* INPUT FOR THIS TASK
*** Block opens ***

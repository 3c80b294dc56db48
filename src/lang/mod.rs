//! # Language Module
//!
//! This module contains facilities for analyzing ca65 assembly source.
//! The root module `lang` contains code for handling documents, positions,
//! and ranges, and general code for interacting with the CLI or the
//! language server.
//!
//! The specific analysis lives in the `ca65` submodule.  There is no
//! generated parser; ca65 source is line oriented and is handled by a
//! purpose-built line lexer and argument parser.
//!
//! The language server itself is compiled to a separate executable, and as
//! such, per rust convention, is in src/bin.  In particular, communication
//! with a language client is handled there, not here.

pub mod ca65;
pub mod server;

use lsp_types as lsp;
use colored::*;
use thiserror::Error;
use std::str::FromStr;

use crate::DYNERR;
const RCH: &str = "unreachable was reached";

#[derive(Error,Debug)]
pub enum Error {
    #[error("Line out of range")]
    LineNumber,
    #[error("Path not found")]
    PathNotFound,
    #[error("Could not parse URL")]
    BadUrl
}

/// This works by normalizing to the server's convention, i.e., anything that comes from the
/// client must be normalized.
/// As an example, the client may send "file:///c%3A" while the server generates "file:///C:".
pub fn normalize_client_uri(uri: lsp::Url) -> lsp::Url {
    if let Ok(path) = uri.to_file_path() {
        if let Ok(new_uri) = lsp::Url::from_file_path(path) {
            return new_uri;
        }
    }
    uri
}

/// Text document packed up with URI and version information.
/// This is similar to the LSP `TextDocumentItem`, except that it originates
/// on the server side, or from the CLI.  There is an internally defined
/// URI scheme for string documents.
#[derive(Clone)]
pub struct Document {
    pub uri: lsp::Url,
    pub version: Option<i32>,
    pub text: String
}

impl Document {
    pub fn new(uri: lsp::Url,text: String) -> Self {
        Self {
            uri,
            version: None,
            text
        }
    }
    pub fn from_string(text: String, id: u64) -> Self {
        Self {
            uri: lsp::Url::from_str(&format!("string:{}",id)).expect(RCH),
            version: None,
            text
        }
    }
    pub fn from_file_path(path: &std::path::Path) -> Result<Self,DYNERR> {
        let by = std::fs::read(path)?;
        let text = String::from_utf8(by)?;
        if let Ok(uri) = lsp::Url::from_file_path(path) {
            Ok(Self {
                uri,
                version: None,
                text
            })
        } else {
            Err(Box::new(Error::PathNotFound))
        }
    }
    /// Get a row from the document, if it exists.
    pub fn line(&self,row: usize) -> Option<String> {
        self.text.lines().nth(row).map(|s| s.to_string())
    }
}

/// Is the position within the range, both endpoints included.
pub fn range_contains_pos(rng: &lsp::Range, pos: &lsp::Position) -> bool {
    let after_start = pos.line > rng.start.line
        || pos.line == rng.start.line && pos.character >= rng.start.character;
    let before_end = pos.line < rng.end.line
        || pos.line == rng.end.line && pos.character <= rng.end.character;
    after_start && before_end
}

/// Range of a token within a single line, `character` counts bytes of the line.
pub fn line_range(row: u32, start: usize, end: usize) -> lsp::Range {
    lsp::Range {
        start: lsp::Position { line: row, character: start as u32 },
        end: lsp::Position { line: row, character: end as u32 }
    }
}

fn json_field<'a>(maybe_obj: &'a serde_json::Value, key: &str) -> Option<&'a serde_json::Value> {
    maybe_obj.as_object().and_then(|obj| obj.get(key))
}

/// Try to update a named boolean from a serde `Value` presumed to be an object.
/// If there is any error do not change the value.
pub fn update_json_bool(maybe_obj: &serde_json::Value, key: &str, curr: &mut bool) {
    if let Some(x) = json_field(maybe_obj,key).and_then(|v| v.as_bool()) {
        *curr = x;
    }
}

/// Try to update a named string from a serde `Value` presumed to be an object.
/// If there is any error do not change the value.
pub fn update_json_string(maybe_obj: &serde_json::Value, key: &str, curr: &mut String) {
    if let Some(x) = json_field(maybe_obj,key).and_then(|v| v.as_str()) {
        *curr = x.to_string();
    }
}

/// Try to update a named list of strings from a serde `Value` presumed to be an object.
/// If there is any error, or any element is not a string, do not change the value.
pub fn update_json_vec_str(maybe_obj: &serde_json::Value, key: &str, curr: &mut Vec<String>) {
    if let Some(list) = json_field(maybe_obj,key).and_then(|v| v.as_array()) {
        let mut ans = Vec::new();
        for v in list {
            match v.as_str() {
                Some(s) => ans.push(s.to_owned()),
                None => return
            }
        }
        *curr = ans;
    }
}

/// Byte offset of the start of every line.
fn line_starts(doc: &str) -> Vec<usize> {
    let mut ans = vec![0];
    for (i,c) in doc.char_indices() {
        if c == '\n' {
            ans.push(i+1);
        }
    }
    ans
}

/// This assumes all CRLF have been filtered from `doc`.
/// CRLF in `raw_new` will be changed to LF.
/// `character` counts bytes of the line, matching the rest of the engine.
fn replace_range(doc: &mut String, rng: lsp::Range, raw_new: &str) -> crate::STDRESULT {
    let new = raw_new.replace("\r\n","\n");
    let starts = line_starts(doc);
    let offset = |pos: &lsp::Position| starts.get(pos.line as usize)
        .map(|line| line + pos.character as usize);
    match (offset(&rng.start),offset(&rng.end)) {
        (Some(start),Some(end)) if start <= end && end <= doc.len() => {
            doc.replace_range(start..end,&new);
            Ok(())
        },
        _ => {
            // an insertion just past the last line is still meaningful
            if rng.start.line as usize == starts.len() && rng.start.character == 0 && rng.start == rng.end {
                doc.push_str(&new);
                return Ok(());
            }
            Err(Box::new(Error::LineNumber))
        }
    }
}

/// Strategy is to sort edits bottom to top and apply in that sequence, this way the
/// meaning of a row doesn't change as we make the replacements.  Overlaps not allowed.
/// This is consistent with the LSP.  Preserves CRLF or LF, unless there is a mixture,
/// in which case LF wins.
pub fn apply_edits(doc: &str, edits: &Vec<lsp::TextEdit>) -> Result<String,DYNERR> {
    let crlf = doc.contains('\n') && doc.matches('\n').count() == doc.matches("\r\n").count();
    let mut ans = doc.replace("\r\n","\n");
    let mut sorted: Vec<&lsp::TextEdit> = edits.iter().collect();
    // the sort is stable, so repeated insertions at one spot keep their order
    sorted.sort_by_key(|e| (e.range.start.line,e.range.start.character));
    for edit in sorted.iter().rev() {
        log::trace!("replace {:?}",edit.range);
        replace_range(&mut ans,edit.range,&edit.new_text)?;
    }
    if crlf {
        ans = ans.replace("\n","\r\n");
    }
    Ok(ans)
}

pub fn eprint_diagnostic(diag: &lsp::Diagnostic, program: &str) {
    if let Some(sev) = diag.severity {
        if sev == lsp::DiagnosticSeverity::HINT {
            // hints are used to dim unused symbols, no need to flag them here
            return;
        }
    }
    let mut lines = program.lines();
    let mut maybe_line = None;
    for _i in 0..diag.range.start.line+1 {
        maybe_line = lines.next();
    }
    let [announcement,squiggle] = match diag.severity {
        Some(lsp::DiagnosticSeverity::ERROR) => ["Error".red(),"^".red()],
        Some(lsp::DiagnosticSeverity::WARNING) => ["Warning".bright_yellow(),"^".bright_yellow()],
        Some(lsp::DiagnosticSeverity::INFORMATION) => ["Information".bright_blue(),"^".bright_blue()],
        _ => ["Unexpected Notice".red(),"^".red()]
    };
    eprintln!("{} on line {}: {}",announcement,diag.range.start.line,diag.message);
    if let Some(line) = maybe_line {
        eprintln!("  {}",line);
        for _i in 0..diag.range.start.character+2 {
            eprint!(" ");
        }
        for _i in diag.range.start.character..diag.range.end.character {
            eprint!("{}",squiggle);
        }
        eprintln!();
    }
}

*** Block closes ***

* INSTRUCTIONS FOR THE TASK
Make an exact copy of all the data.

* OUTPUT FOR THIS EXERCISE
repository 3c80b294dc56db48
filename src/lang/mod.rs
//! # Language Module
//!
//! This module contains facilities for analyzing ca65 assembly source.
//! The root module `lang` contains code for handling documents, positions,
//! and ranges, and general code for interacting with the CLI or the
//! language server.
//!
//! The specific analysis lives in the `ca65` submodule.  There is no
//! generated parser; ca65 source is line oriented and is handled by a
//! purpose-built line lexer and argument parser.
//!
//! The language server itself is compiled to a separate executable, and as
//! such, per rust convention, is in src/bin.  In particular, communication
//! with a language client is handled there, not here.

pub mod ca65;
pub mod server;

use lsp_types as lsp;
use colored::*;
use thiserror::Error;
use std::str::FromStr;

use crate::DYNERR;
const RCH: &str = "unreachable was reached";

#[derive(Error,Debug)]
pub enum Error {
    #[error("Line out of range")]
    LineNumber,
    #[error("Path not found")]
    PathNotFound,
    #[error("Could not parse URL")]
    BadUrl
}

/// This works by normalizing to the server's convention, i.e., anything that comes from the
/// client must be normalized.
/// As an example, the client may send "file:///c%3A" while the server generates "file:///C:".
pub fn normalize_client_uri(uri: lsp::Url) -> lsp::Url {
    if let Ok(path) = uri.to_file_path() {
        if let Ok(new_uri) = lsp::Url::from_file_path(path) {
            return new_uri;
        }
    }
    uri
}

/// Text document packed up with URI and version information.
/// This is similar to the LSP `TextDocumentItem`, except that it originates
/// on the server side, or from the CLI.  There is an internally defined
/// URI scheme for string documents.
#[derive(Clone)]
pub struct Document {
    pub uri: lsp::Url,
    pub version: Option<i32>,
    pub text: String
}

impl Document {
    pub fn new(uri: lsp::Url,text: String) -> Self {
        Self {
            uri,
            version: None,
            text
        }
    }
    pub fn from_string(text: String, id: u64) -> Self {
        Self {
            uri: lsp::Url::from_str(&format!("string:{}",id)).expect(RCH),
            version: None,
            text
        }
    }
    pub fn from_file_path(path: &std::path::Path) -> Result<Self,DYNERR> {
        let by = std::fs::read(path)?;
        let text = String::from_utf8(by)?;
        if let Ok(uri) = lsp::Url::from_file_path(path) {
            Ok(Self {
                uri,
                version: None,
                text
            })
        } else {
            Err(Box::new(Error::PathNotFound))
        }
    }
    /// Get a row from the document, if it exists.
    pub fn line(&self,row: usize) -> Option<String> {
        self.text.lines().nth(row).map(|s| s.to_string())
    }
}

/// Is the position within the range, both endpoints included.
pub fn range_contains_pos(rng: &lsp::Range, pos: &lsp::Position) -> bool {
    let after_start = pos.line > rng.start.line
        || pos.line == rng.start.line && pos.character >= rng.start.character;
    let before_end = pos.line < rng.end.line
        || pos.line == rng.end.line && pos.character <= rng.end.character;
    after_start && before_end
}

/// Range of a token within a single line, `character` counts bytes of the line.
pub fn line_range(row: u32, start: usize, end: usize) -> lsp::Range {
    lsp::Range {
        start: lsp::Position { line: row, character: start as u32 },
        end: lsp::Position { line: row, character: end as u32 }
    }
}

fn json_field<'a>(maybe_obj: &'a serde_json::Value, key: &str) -> Option<&'a serde_json::Value> {
    maybe_obj.as_object().and_then(|obj| obj.get(key))
}

/// Try to update a named boolean from a serde `Value` presumed to be an object.
/// If there is any error do not change the value.
pub fn update_json_bool(maybe_obj: &serde_json::Value, key: &str, curr: &mut bool) {
    if let Some(x) = json_field(maybe_obj,key).and_then(|v| v.as_bool()) {
        *curr = x;
    }
}

/// Try to update a named string from a serde `Value` presumed to be an object.
/// If there is any error do not change the value.
pub fn update_json_string(maybe_obj: &serde_json::Value, key: &str, curr: &mut String) {
    if let Some(x) = json_field(maybe_obj,key).and_then(|v| v.as_str()) {
        *curr = x.to_string();
    }
}

/// Try to update a named list of strings from a serde `Value` presumed to be an object.
/// If there is any error, or any element is not a string, do not change the value.
pub fn update_json_vec_str(maybe_obj: &serde_json::Value, key: &str, curr: &mut Vec<String>) {
    if let Some(list) = json_field(maybe_obj,key).and_then(|v| v.as_array()) {
        let mut ans = Vec::new();
        for v in list {
            match v.as_str() {
                Some(s) => ans.push(s.to_owned()),
                None => return
            }
        }
        *curr = ans;
    }
}

/// Byte offset of the start of every line.
fn line_starts(doc: &str) -> Vec<usize> {
    let mut ans = vec![0];
    for (i,c) in doc.char_indices() {
        if c == '\n' {
            ans.push(i+1);
        }
    }
    ans
}

/// This assumes all CRLF have been filtered from `doc`.
/// CRLF in `raw_new` will be changed to LF.
/// `character` counts bytes of the line, matching the rest of the engine.
fn replace_range(doc: &mut String, rng: lsp::Range, raw_new: &str) -> crate::STDRESULT {
    let new = raw_new.replace("\r\n","\n");
    let starts = line_starts(doc);
    let offset = |pos: &lsp::Position| starts.get(pos.line as usize)
        .map(|line| line + pos.character as usize);
    match (offset(&rng.start),offset(&rng.end)) {
        (Some(start),Some(end)) if start <= end && end <= doc.len() => {
            doc.replace_range(start..end,&new);
            Ok(())
        },
        _ => {
            // an insertion just past the last line is still meaningful
            if rng.start.line as usize == starts.len() && rng.start.character == 0 && rng.start == rng.end {
                doc.push_str(&new);
                return Ok(());
            }
            Err(Box::new(Error::LineNumber))
        }
    }
}

/// Strategy is to sort edits bottom to top and apply in that sequence, this way the
/// meaning of a row doesn't change as we make the replacements.  Overlaps not allowed.
/// This is consistent with the LSP.  Preserves CRLF or LF, unless there is a mixture,
/// in which case LF wins.
pub fn apply_edits(doc: &str, edits: &Vec<lsp::TextEdit>) -> Result<String,DYNERR> {
    let crlf = doc.contains('\n') && doc.matches('\n').count() == doc.matches("\r\n").count();
    let mut ans = doc.replace("\r\n","\n");
    let mut sorted: Vec<&lsp::TextEdit> = edits.iter().collect();
    // the sort is stable, so repeated insertions at one spot keep their order
    sorted.sort_by_key(|e| (e.range.start.line,e.range.start.character));
    for edit in sorted.iter().rev() {
        log::trace!("replace {:?}",edit.range);
        replace_range(&mut ans,edit.range,&edit.new_text)?;
    }
    if crlf {
        ans = ans.replace("\n","\r\n");
    }
    Ok(ans)
}

pub fn eprint_diagnostic(diag: &lsp::Diagnostic, program: &str) {
    if let Some(sev) = diag.severity {
        if sev == lsp::DiagnosticSeverity::HINT {
            // hints are used to dim unused symbols, no need to flag them here
            return;
        }
    }
    let mut lines = program.lines();
    let mut maybe_line = None;
    for _i in 0..diag.range.start.line+1 {
        maybe_line = lines.next();
    }
    let [announcement,squiggle] = match diag.severity {
        Some(lsp::DiagnosticSeverity::ERROR) => ["Error".red(),"^".red()],
        Some(lsp::DiagnosticSeverity::WARNING) => ["Warning".bright_yellow(),"^".bright_yellow()],
        Some(lsp::DiagnosticSeverity::INFORMATION) => ["Information".bright_blue(),"^".bright_blue()],
        _ => ["Unexpected Notice".red(),"^".red()]
    };
    eprintln!("{} on line {}: {}",announcement,diag.range.start.line,diag.message);
    if let Some(line) = maybe_line {
        eprintln!("  {}",line);
        for _i in 0..diag.range.start.character+2 {
            eprint!(" ");
        }
        for _i in diag.range.start.character..diag.range.end.character {
            eprint!("{}",squiggle);
        }
        eprintln!();
    }
}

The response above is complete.